I've tried everything I can think of. I feel like working with the contrapositive may be helpful but that's just a feeling.

Hint: Note that Bezout's identity holds for polynomial rings in one variable over a field, since such rings are principal ideal domains (PIDs):

$$f,g\in F[x]\text{ relatively prime }\iff \exists a,b\in F[x]\text{ such that }af+bg=1.$$

Use this both with $F=K$ and $F=L$.

Zev's answer is in some sense the canonical one, but here is another point of view, which is less elegant, but perhaps more intuitive.

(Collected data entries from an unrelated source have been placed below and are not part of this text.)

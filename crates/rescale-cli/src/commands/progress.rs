//! Terminal rendering of control-loop events.

use rescale_autoscale::LoopEvent;

/// Human-readable lines for one event.
pub fn render(event: &LoopEvent) -> Vec<String> {
    match event {
        LoopEvent::Started {
            strategy,
            cpu_threshold,
            mem_threshold,
            min_replicas,
            max_replicas,
            interval,
            services,
        } => vec![
            format!("Starting auto-scaling with strategy: {strategy}"),
            format!("Thresholds: CPU {cpu_threshold:.1}%, Memory {mem_threshold:.1}%"),
            format!("Replica range: {min_replicas} - {max_replicas}"),
            format!("Check interval: {} seconds", format_secs(interval.as_secs_f64())),
            format!("Auto-scaling services: [{}]", services.join(", ")),
        ],
        LoopEvent::ServiceMissing { service } => {
            vec![format!("Warning: service {service} not found in project, skipping")]
        }
        LoopEvent::Sampled {
            service,
            current_scale,
            sample,
        } => vec![format!(
            "Service: {service}, Current replicas: {current_scale}, CPU: {:.1}%, Memory: {:.1}%",
            sample.cpu_percent, sample.mem_percent
        )],
        LoopEvent::Scaled(decision) => vec![format!(
            "Scaled {} from {} to {} replicas",
            decision.service, decision.previous_scale, decision.target_scale
        )],
        LoopEvent::SampleFailed { service, error } => {
            vec![format!("Warning: Failed to get resource usage for {service}: {error}")]
        }
        LoopEvent::ScaleFailed {
            service,
            from,
            to,
            error,
        } => vec![format!(
            "Warning: Failed to scale {service} from {from} to {to}: {error}"
        )],
        LoopEvent::Stopped => vec!["Auto-scaling stopped.".to_string()],
    }
}

/// Whole seconds without a fraction, anything else with one decimal.
fn format_secs(secs: f64) -> String {
    if secs.fract() == 0.0 {
        format!("{secs:.0}")
    } else {
        format!("{secs:.1}")
    }
}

We can embed $L$ into its algebraic closure $\overline{L}$; the algebraic closure of $K$ in $\overline{L}$ is then an algebraic closure of $K$.

Now $f$ and $g$ coprime in $K[x]$ means that they have distinct roots in $\overline{K}$. But these are also the roots of $f$ and $g$ in $\overline{L}$, and so $f$ and $g$ have distinct roots in $\overline{L}$. Thus $f$ and $g$ are coprime in $L[x]$ as well.